Huang Lianshu hatte endlich das letzte Dokument in seiner Hand zu Ende gelesen und seufzte leise. Er saß eine Weile wie in Trance da und rieb sich dann sanft die Schläfen.
Als Miao Miao dies sah, trat sie schnell vor und streckte ihre schlanken Hände aus, um Huang Lianshu eine Kopfmassage zu geben.
"Nicht nötig..." Huang Lianshu winkte Miao Miao sanft mit der Hand ab und sagte: "Geh und ruf Vizepräsident Wang herbei, und... egal, ignorieren wir die anderen jetzt erst einmal, geh und ruf Vizepräsident Wang herbei!"
„Okay… Vorsitzender…“, antwortete Miao Miao, drehte sich dann schnell um und ging.

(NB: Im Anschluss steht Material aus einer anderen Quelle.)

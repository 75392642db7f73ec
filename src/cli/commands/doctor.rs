//! Doctor command - verify system requirements and configuration.

use crate::cli::Output;
use crate::config::Settings;
use console::style;
use std::process::Command;

/// Check result for a single item.
#[derive(Debug)]
pub struct CheckResult {
    pub name: String,
    pub status: CheckStatus,
    pub message: String,
    pub hint: Option<String>,
}

#[derive(Debug, PartialEq)]
pub enum CheckStatus {
    Ok,
    Warning,
    Error,
}

impl CheckResult {
    fn ok(name: &str, message: &str) -> Self {
        Self {
            name: name.to_string(),
            status: CheckStatus::Ok,
            message: message.to_string(),
            hint: None,
        }
    }

    fn warning(name: &str, message: &str, hint: &str) -> Self {
        Self {
            name: name.to_string(),
            status: CheckStatus::Warning,
            message: message.to_string(),
            hint: Some(hint.to_string()),
        }
    }

    fn error(name: &str, message: &str, hint: &str) -> Self {
        Self {
            name: name.to_string(),
            status: CheckStatus::Error,
            message: message.to_string(),
            hint: Some(hint.to_string()),
        }
    }

    fn print(&self) {
        let icon = match self.status {
            CheckStatus::Ok => style("✓").green(),
            CheckStatus::Warning => style("!").yellow(),
            CheckStatus::Error => style("✗").red(),
        };

        println!("  {} {} - {}", icon, style(&self.name).bold(), self.message);

        if let Some(hint) = &self.hint {
            println!("    {} {}", style("→").dim(), style(hint).dim());
        }
    }
}

/// Run all diagnostic checks.
pub fn run_doctor(settings: &Settings) -> anyhow::Result<()> {
    Output::header("Innsikt Doctor");
    println!();
    println!("Checking system requirements and configuration...\n");

    let mut checks = Vec::new();

    println!("{}", style("External Tools").bold());
    checks.push(check_tool("yt-dlp", "yt-dlp --version", install_hint_ytdlp()));
    checks.push(check_tool("ffmpeg", "ffmpeg -version", install_hint_ffmpeg()));
    for check in &checks {
        check.print();
    }

    println!();

    println!("{}", style("API Configuration").bold());
    let key_checks = vec![
        check_env_key("OPENAI_API_KEY", true, "Needed for transcription and summaries"),
        check_env_key("TADDY_USER_ID", true, "Needed for podcast search"),
        check_env_key("TADDY_API_KEY", true, "Needed for podcast search"),
        check_env_key("NOTION_API_KEY", false, "Only needed to save insights to Notion"),
    ];
    for check in &key_checks {
        check.print();
    }
    checks.extend(key_checks);

    println!();

    println!("{}", style("Directories & Config").bold());
    let temp_check = check_temp_dir(settings);
    temp_check.print();
    checks.push(temp_check);

    let config_check = check_config_file();
    config_check.print();
    checks.push(config_check);

    println!();

    let errors = checks.iter().filter(|c| c.status == CheckStatus::Error).count();
    let warnings = checks.iter().filter(|c| c.status == CheckStatus::Warning).count();

    if errors > 0 {
        Output::error(&format!(
            "{} error(s) found. Please fix them before capturing insights.",
            errors
        ));
        std::process::exit(1);
    } else if warnings > 0 {
        Output::warning(&format!("All checks passed with {} warning(s).", warnings));
    } else {
        Output::success("All checks passed! Innsikt is ready to use.");
    }

    Ok(())
}

/// Check if an external tool is available.
fn check_tool(name: &str, version_cmd: &str, hint: &str) -> CheckResult {
    let parts: Vec<&str> = version_cmd.split_whitespace().collect();
    let cmd = parts[0];
    let args = &parts[1..];

    match Command::new(cmd).args(args).output() {
        Ok(output) if output.status.success() => {
            let version = String::from_utf8_lossy(&output.stdout)
                .lines()
                .next()
                .unwrap_or("installed")
                .trim()
                .to_string();

            let version_display = if version.len() > 50 {
                format!("{}...", &version[..50])
            } else {
                version
            };

            CheckResult::ok(name, &version_display)
        }
        Ok(_) => CheckResult::error(name, "installed but not working", hint),
        Err(e) if e.kind() == std::io::ErrorKind::NotFound => {
            CheckResult::error(name, "not found", hint)
        }
        Err(e) => CheckResult::error(name, &format!("error: {}", e), hint),
    }
}

/// Check whether an API credential is present in the environment.
fn check_env_key(name: &str, required: bool, purpose: &str) -> CheckResult {
    match std::env::var(name) {
        Ok(value) if !value.trim().is_empty() => {
            let masked = if value.len() > 8 {
                format!("{}...{}", &value[..4], &value[value.len() - 4..])
            } else {
                "set".to_string()
            };
            CheckResult::ok(name, &format!("configured ({})", masked))
        }
        _ if required => CheckResult::error(
            name,
            "not set",
            &format!("{}. Set with: export {}='...'", purpose, name),
        ),
        _ => CheckResult::warning(
            name,
            "not set",
            &format!("{}. Set with: export {}='...'", purpose, name),
        ),
    }
}

/// Check the temporary audio directory is usable.
fn check_temp_dir(settings: &Settings) -> CheckResult {
    let temp_dir = settings.temp_dir();
    if temp_dir.exists() {
        CheckResult::ok("Temp directory", &format!("{}", temp_dir.display()))
    } else {
        CheckResult::warning(
            "Temp directory",
            &format!("{} (will be created)", temp_dir.display()),
            "Directory will be created on first capture",
        )
    }
}

/// Check if config file exists.
fn check_config_file() -> CheckResult {
    let config_path = Settings::default_config_path();
    if config_path.exists() {
        CheckResult::ok("Config file", &format!("{}", config_path.display()))
    } else {
        CheckResult::warning(
            "Config file",
            "using defaults",
            "Create one with: innsikt config show > config.toml",
        )
    }
}

/// Platform-specific install hint for yt-dlp.
fn install_hint_ytdlp() -> &'static str {
    if cfg!(target_os = "macos") {
        "Install with: brew install yt-dlp"
    } else if cfg!(target_os = "linux") {
        "Install with: pip install yt-dlp (or your package manager)"
    } else {
        "Install from: https://github.com/yt-dlp/yt-dlp"
    }
}

/// Platform-specific install hint for ffmpeg.
fn install_hint_ffmpeg() -> &'static str {
    if cfg!(target_os = "macos") {
        "Install with: brew install ffmpeg"
    } else if cfg!(target_os = "linux") {
        "Install with: sudo apt install ffmpeg (or your package manager)"
    } else {
        "Install from: https://ffmpeg.org/download.html"
    }
}

#[cfg(test)]
mod tests {
    use super::*;

    #[test]
    fn test_check_result_ok() {
        let result = CheckResult::ok("test", "passed");
        assert_eq!(result.status, CheckStatus::Ok);
        assert!(result.hint.is_none());
    }

    #[test]
    fn test_check_result_error() {
        let result = CheckResult::error("test", "failed", "fix it");
        assert_eq!(result.status, CheckStatus::Error);
        assert_eq!(result.hint, Some("fix it".to_string()));
    }
}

Zehn Minuten später blickte Huang Lianshu zu dem kahlköpfigen, mittelalten Mann auf, der schweigend rauchend auf dem Sofa saß, und sagte mit düsterer Miene: „Vizepräsident Wang, haben Sie es herausgefunden? Wer genau erwirbt auf böswillige Weise Aktien unseres Unternehmens? Haben Sie den Drahtzieher hinter all dem gefunden?“
Vizevorsitzender Wang runzelte leicht die Stirn über seinen kahlen Kopf, nickte sanft und sagte: „Wir haben sie gefunden, aber... ich fürchte, sie haben das nur auf Befehl getan, und da steckt wahrscheinlich noch etwas anderes dahinter.“
"Oh... es gibt tatsächlich Neuigkeiten! Wer... wer zieht im Hintergrund die Fäden?" Huang Lianshu stand etwas aufgeregt auf und fragte nervös.